> Exercise instructions:
Only the lines containing "candidates" belong in the answer; find them in the material below.

Data for this task Block Start

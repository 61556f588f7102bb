use simmetrics::metrics::{
    BlockDistance, ChapmanLengthDeviation, ChapmanMeanLength, CosineSimilarity, DiceSimilarity,
    JaccardSimilarity, Jaro, JaroWinkler, Levenshtein, MongeElkan, OverlapCoefficient,
    QGramsDistance,
};
use simmetrics::tokenizers::{QGram, StopTermFilter, Whitespace};
use simmetrics::{find_best_match, MetricConfig, SimError, StringMetric, Tokenizer};

mod common;
use common::{all_metrics, init_tracing};

fn assert_close(actual: f64, expected: f64, tolerance: f64) {
    assert!(
        (actual - expected).abs() < tolerance,
        "expected {} got {}",
        expected,
        actual
    );
}

#[test]
fn test_edit_distance_reference_values() {
    init_tracing();
    let metric = Levenshtein::new();
    assert_eq!(metric.unnormalized_similarity("kitten", "sitting"), 3.0);
    assert_close(metric.similarity("kitten", "sitting"), 4.0 / 7.0, 1e-12);
}

#[test]
fn test_jaro_family_reference_values() {
    let (jaro, winkler) = (Jaro::new(), JaroWinkler::new());
    assert_close(jaro.similarity("MARTHA", "MARHTA"), 0.9444, 1e-4);
    assert_close(winkler.similarity("MARTHA", "MARHTA"), 0.9611, 1e-4);
    assert_close(jaro.similarity("DIXON", "DICKSONX"), 0.7667, 1e-4);
    assert_close(winkler.similarity("DIXON", "DICKSONX"), 0.8133, 1e-4);
}

#[test]
fn test_token_set_reference_values() {
    let (a, b) = ("a b c", "b c d");
    assert_close(JaccardSimilarity::new().similarity(a, b), 0.5, 1e-12);
    assert_close(DiceSimilarity::new().similarity(a, b), 2.0 / 3.0, 1e-12);
    assert_close(CosineSimilarity::new().similarity(a, b), 2.0 / 3.0, 1e-12);
    assert_close(OverlapCoefficient::new().similarity(a, b), 2.0 / 3.0, 1e-12);
    assert_close(BlockDistance::new().similarity(a, b), 4.0 / 6.0, 1e-12);
    assert_eq!(BlockDistance::new().unnormalized_similarity(a, b), 2.0);
}

#[test]
fn test_length_measures() {
    let long = "a".repeat(300);
    assert_eq!(ChapmanMeanLength::new().similarity(&long, &long), 1.0);
    assert!(ChapmanMeanLength::new().similarity("ab", "cd") < 0.1);
    assert_close(
        ChapmanLengthDeviation::new().similarity("abc", "abcdef"),
        0.5,
        1e-12,
    );
}

#[test]
fn test_tokenizers_through_public_api() {
    assert_eq!(Whitespace::new().tokenize("a  b"), vec!["a", "", "b"]);
    assert!(!QGram::q3_extended().tokenize("ab").is_empty());

    let filtered = Whitespace::with_filter(Box::new(StopTermFilter::new(["the"])));
    assert_eq!(filtered.tokenize("the cat"), vec!["cat"]);

    let metric = QGramsDistance::with_tokenizer(Box::new(QGram::q2()));
    assert_eq!(metric.similarity("night", "night"), 1.0);
}

#[test]
fn test_monge_elkan_is_asymmetric() {
    let metric = MongeElkan::with_metric(Box::new(Levenshtein::new()));
    assert_close(metric.similarity("hello world", "hello"), 0.6, 1e-12);
    assert_eq!(metric.similarity("hello", "hello world"), 1.0);
}

#[test]
fn test_explain_is_not_implemented() {
    for metric in all_metrics() {
        assert!(matches!(
            metric.explain("a", "b"),
            Err(SimError::NotImplemented(_))
        ));
    }
}

#[test]
fn test_batch_helpers() {
    init_tracing();
    let metric = Levenshtein::new();
    let set: &[&str] = &["abc", "abd", "xyz"];

    let scores = metric.batch_compare_set(Some(set), Some("abc")).unwrap();
    assert_eq!(scores.len(), 3);
    assert_eq!(scores[0], 1.0);
    assert_eq!(scores[2], 0.0);

    let shorter = ["abc"];
    let pairwise = metric
        .batch_compare_sets(Some(&set[..]), Some(&shorter[..]))
        .unwrap();
    assert_eq!(pairwise, vec![1.0]);

    assert!(matches!(
        metric.batch_compare_set(None, Some("abc")),
        Err(SimError::InvalidArgument(_))
    ));
    assert!(matches!(
        metric.batch_compare_sets(Some(&set[..]), None),
        Err(SimError::InvalidArgument(_))
    ));
}

#[test]
fn test_config_builds_working_metrics() {
    init_tracing();
    let metric = MetricConfig::from_json(r#"{"metric": "jaro_winkler"}"#)
        .unwrap()
        .build()
        .unwrap();
    assert_close(metric.similarity("MARTHA", "MARHTA"), 0.9611, 1e-4);

    assert_eq!(all_metrics().len(), MetricConfig::names().len());
    assert!(matches!(
        MetricConfig::by_name("hamming"),
        Err(SimError::UnknownMetric(_))
    ));
}

#[test]
fn test_fuzzy_search_with_any_metric() {
    let candidates = ["Radiohead", "Portishead", "Massive Attack"];
    let metrics: Vec<Box<dyn StringMetric>> =
        vec![Box::new(Levenshtein::new()), Box::new(JaroWinkler::new())];
    for metric in metrics {
        let best = find_best_match(metric.as_ref(), "radiohed", &candidates, 0.5);
        assert_eq!(best.map(|m| m.value), Some("Radiohead".to_string()));
    }
}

Data for this task Block End

> Answer to this problem:
    let candidates = ["Radiohead", "Portishead", "Massive Attack"];
        let best = find_best_match(metric.as_ref(), "radiohed", &candidates, 0.5);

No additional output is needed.